AEGIS: A Holistic Benchmark for Evaluating Forensic Analysis of AI-Generated Academic Images

Source: arXiv:2604.28177 · Published 2026-04-30 · By Bo Zhang, Tzu-Yen Ma, Zichen Tang, Junpeng Ding, Zirui Wang, Yizhuo Zhao et al.

TL;DR

AEGIS introduces a comprehensive benchmark designed specifically for forensic analysis of AI-generated academic images, addressing a critical gap left by existing generic forensic datasets. It advances the field through three key innovations: (1) detailed coverage of seven academic image categories with 39 fine-grained subtypes, reflecting the unique structural and semantic complexity of scholarly visuals; (2) simulation of four common and subtle forgery strategies across 25 state-of-the-art generative models to stress-test forensics against evolving adversarial threats; and (3) a multi-dimensional evaluation framework assessing forgery detection, textual artifact recognition, manipulation classification, and tampering localization, thus aligning with real-world academic review workflows. In evaluations, even powerful multimodal LLMs like GPT-5.1 struggled to exceed 48.8% overall performance and localization IoU was limited to 30.09%, evidencing a profound forensic challenge in this domain. Multimodal LLMs demonstrated complementary strengths such as 84.74% accuracy in textual artifact recognition compared to expert models' peak 79.54% in binary authenticity detection, underscoring the need for integrated reasoning and sensing approaches.
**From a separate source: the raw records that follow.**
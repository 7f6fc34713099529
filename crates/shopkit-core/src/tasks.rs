//! # Task Board
//!
//! A second entity shape over [`EntityStore`]: a small task list with
//! priorities, completion state, and due dates. Exists alongside the
//! catalog to keep the store genuinely generic rather than
//! product-shaped.

use chrono::NaiveDate;
use serde::{Deserialize, Serialize};
use tracing::debug;

use crate::store::{Entity, EntityId, EntityStore};

// =============================================================================
// Task Types
// =============================================================================

/// Task priority.
#[derive(Debug, Clone, Copy, PartialEq, Eq, Default, Serialize, Deserialize)]
#[serde(rename_all = "lowercase")]
pub enum Priority {
    Low,
    #[default]
    Medium,
    High,
}

/// Listing filter for [`TaskBoard::list`].
#[derive(Debug, Clone, Copy, PartialEq, Eq, Default, Serialize, Deserialize)]
#[serde(rename_all = "lowercase")]
pub enum TaskFilter {
    #[default]
    All,
    Pending,
    Completed,
}

/// A task on the board.
#[derive(Debug, Clone, PartialEq, Eq, Serialize, Deserialize)]
pub struct Task {
    /// Unique identifier, assigned by the store.
    pub id: EntityId,
    pub title: String,
    pub description: String,
    pub priority: Priority,
    pub completed: bool,
    pub due_date: Option<NaiveDate>,
}

/// Creation fields for a task. New tasks start pending with no due date.
#[derive(Debug, Clone, Serialize, Deserialize)]
pub struct TaskDraft {
    pub title: String,
    pub description: String,
    pub priority: Priority,
}

/// Partial update for a task.
///
/// `due_date` is doubly optional: the outer `Option` is "change or not",
/// the inner one is "set or clear".
#[derive(Debug, Clone, Default, Serialize, Deserialize)]
#[serde(default)]
pub struct TaskPatch {
    pub title: Option<String>,
    pub description: Option<String>,
    pub priority: Option<Priority>,
    pub completed: Option<bool>,
    pub due_date: Option<Option<NaiveDate>>,
}

impl Entity for Task {
    type Draft = TaskDraft;
    type Patch = TaskPatch;

    fn id(&self) -> EntityId {
        self.id
    }

    fn from_draft(id: EntityId, draft: TaskDraft) -> Self {
        Task {
            id,
            title: draft.title,
            description: draft.description,
            priority: draft.priority,
            completed: false,
            due_date: None,
        }
    }

    fn apply(&mut self, patch: TaskPatch) {
        if let Some(title) = patch.title {
            self.title = title;
        }
        if let Some(description) = patch.description {
            self.description = description;
        }
        if let Some(priority) = patch.priority {
            self.priority = priority;
        }
        if let Some(completed) = patch.completed {
            self.completed = completed;
        }
        if let Some(due_date) = patch.due_date {
            self.due_date = due_date;
        }
    }
}

// =============================================================================
// Task Board
// =============================================================================

/// Task list over an owned [`EntityStore<Task>`].
#[derive(Debug, Clone, Default)]
pub struct TaskBoard {
    tasks: EntityStore<Task>,
}

impl TaskBoard {
    /// Creates an empty board.
    pub fn new() -> Self {
        TaskBoard {
            tasks: EntityStore::new(),
        }
    }

    /// Adds a new pending task and returns it.
    pub fn add_task(&mut self, title: &str, description: &str, priority: Priority) -> &Task {
        debug!(title, "adding task");
        self.tasks.add(TaskDraft {
            title: title.to_string(),
            description: description.to_string(),
            priority,
        })
    }

    /// Marks a task completed. Returns whether the task existed.
    pub fn complete(&mut self, task_id: EntityId) -> bool {
        self.tasks
            .update(
                task_id,
                TaskPatch {
                    completed: Some(true),
                    ..TaskPatch::default()
                },
            )
            .is_some()
    }

    /// Sets or clears a task's due date. Returns whether the task existed.
    pub fn set_due_date(&mut self, task_id: EntityId, due_date: Option<NaiveDate>) -> bool {
        self.tasks
            .update(
                task_id,
                TaskPatch {
                    due_date: Some(due_date),
                    ..TaskPatch::default()
                },
            )
            .is_some()
    }

    /// Lists tasks matching the filter, in insertion order.
    pub fn list(&self, filter: TaskFilter) -> Vec<&Task> {
        self.tasks
            .all()
            .iter()
            .filter(|task| match filter {
                TaskFilter::All => true,
                TaskFilter::Pending => !task.completed,
                TaskFilter::Completed => task.completed,
            })
            .collect()
    }

    /// Lists tasks with the given priority.
    pub fn by_priority(&self, priority: Priority) -> Vec<&Task> {
        self.tasks
            .all()
            .iter()
            .filter(|task| task.priority == priority)
            .collect()
    }

    /// Read access to the underlying store.
    pub fn tasks(&self) -> &EntityStore<Task> {
        &self.tasks
    }
}

// =============================================================================
// Unit Tests
// =============================================================================

#[cfg(test)]
mod tests {
    use super::*;

    #[test]
    fn test_add_task_starts_pending() {
        let mut board = TaskBoard::new();
        let task = board.add_task("Restock", "Order more laptops", Priority::High);

        assert_eq!(task.id, 1);
        assert!(!task.completed);
        assert!(task.due_date.is_none());
    }

    #[test]
    fn test_complete_task() {
        let mut board = TaskBoard::new();
        board.add_task("Restock", "", Priority::Medium);

        assert!(board.complete(1));
        assert!(!board.complete(42));
        assert_eq!(board.list(TaskFilter::Completed).len(), 1);
    }

    #[test]
    fn test_list_filters() {
        let mut board = TaskBoard::new();
        board.add_task("A", "", Priority::Low);
        board.add_task("B", "", Priority::Medium);
        board.complete(1);

        assert_eq!(board.list(TaskFilter::All).len(), 2);
        assert_eq!(board.list(TaskFilter::Pending)[0].title, "B");
        assert_eq!(board.list(TaskFilter::Completed)[0].title, "A");
    }

    #[test]
    fn test_set_and_clear_due_date() {
        let mut board = TaskBoard::new();
        board.add_task("A", "", Priority::Low);
        let date = NaiveDate::from_ymd_opt(2026, 9, 15).unwrap();

        assert!(board.set_due_date(1, Some(date)));
        assert_eq!(board.list(TaskFilter::All)[0].due_date, Some(date));

        assert!(board.set_due_date(1, None));
        assert!(board.list(TaskFilter::All)[0].due_date.is_none());
    }

    #[test]
    fn test_by_priority() {
        let mut board = TaskBoard::new();
        board.add_task("A", "", Priority::High);
        board.add_task("B", "", Priority::Low);
        board.add_task("C", "", Priority::High);

        let high: Vec<_> = board
            .by_priority(Priority::High)
            .iter()
            .map(|t| t.title.as_str())
            .collect();
        assert_eq!(high, vec!["A", "C"]);
    }
}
The benchmark exposes a significant gap between the rapid advancement of generative models and current forensic capabilities, motivating development toward expert-level AI forensic agents.

Key findings

GPT-5.1 achieves only 48.80% overall performance on AEGIS with localization IoU of 30.09%, indicating limited ability to analyze academic image forensics.
Among expert vision-only forensic models, the highest pixel-level IoU for tampering localization is 30.09%, showing spatial attribution remains a major challenge.
11 generative models yield average forensic accuracy below 50%, with 4 falling below 30%, demonstrating that generative advances outpace forensic detection abilities.
Multimodal large language models (MLLMs) attain 84.74% accuracy in textual artifact recognition and 60.07% accuracy in manipulation classification, outperforming some expert detectors in reasoning tasks.
Expert detectors achieve up to 79.54% accuracy in binary forgery detection but exhibit lower robustness to post-processing perturbations than MLLMs.
Performance significantly degrades on dense, texture-rich academic categories like stained micrographs and medical images compared to more structured types like charts and diagrams.
Few-shot prompting improves detection task accuracy but impairs fine-grained manipulation classification, revealing a trade-off between pattern recognition and multi-step reasoning.
Chain-of-thought prompting boosts detection accuracy but reduces manipulation classification performance, suggesting challenges for hypothetical reasoning about forgery types.

Threat model

The adversary is an academic image forger who uses advanced generative models to fabricate or subtly manipulate scholarly images with the goal of evading forensic detection during academic peer review or publication. They may produce entire forged images or localized alterations, employing diverse forgery strategies such as textual fabrication and regional editing. The adversary does not have access to detection model internals but aims to maximize visual fidelity and semantic coherence. They cannot manipulate peer review metadata or external evidence beyond the image content itself.

Methodology — deep read

The study begins by establishing a threat model focused on AI-generated forgeries of academic images used in high-stakes scholarly publications, assuming adversaries use advanced generative models to fabricate or locally modify images with subtlety. The adversary aims to evade detection via diverse forgery strategies, but is constrained from, for example, systemic domain knowledge manipulation beyond the image domain.

AEGIS constructs its dataset by parsing over 4,000 open-access academic papers from PubMed Central to extract figures and panels, then manually curating a high-quality set of 8,210 academic image panels classified into seven categories (Chart, Medical Imaging, Physical Object, Micrograph, Stained Micrograph, Diagram, Others) and 39 fine-grained subtypes to capture domain complexity. This hierarchical taxonomy enables forensic models to be evaluated on realistic scholarly images rather than generic scenes.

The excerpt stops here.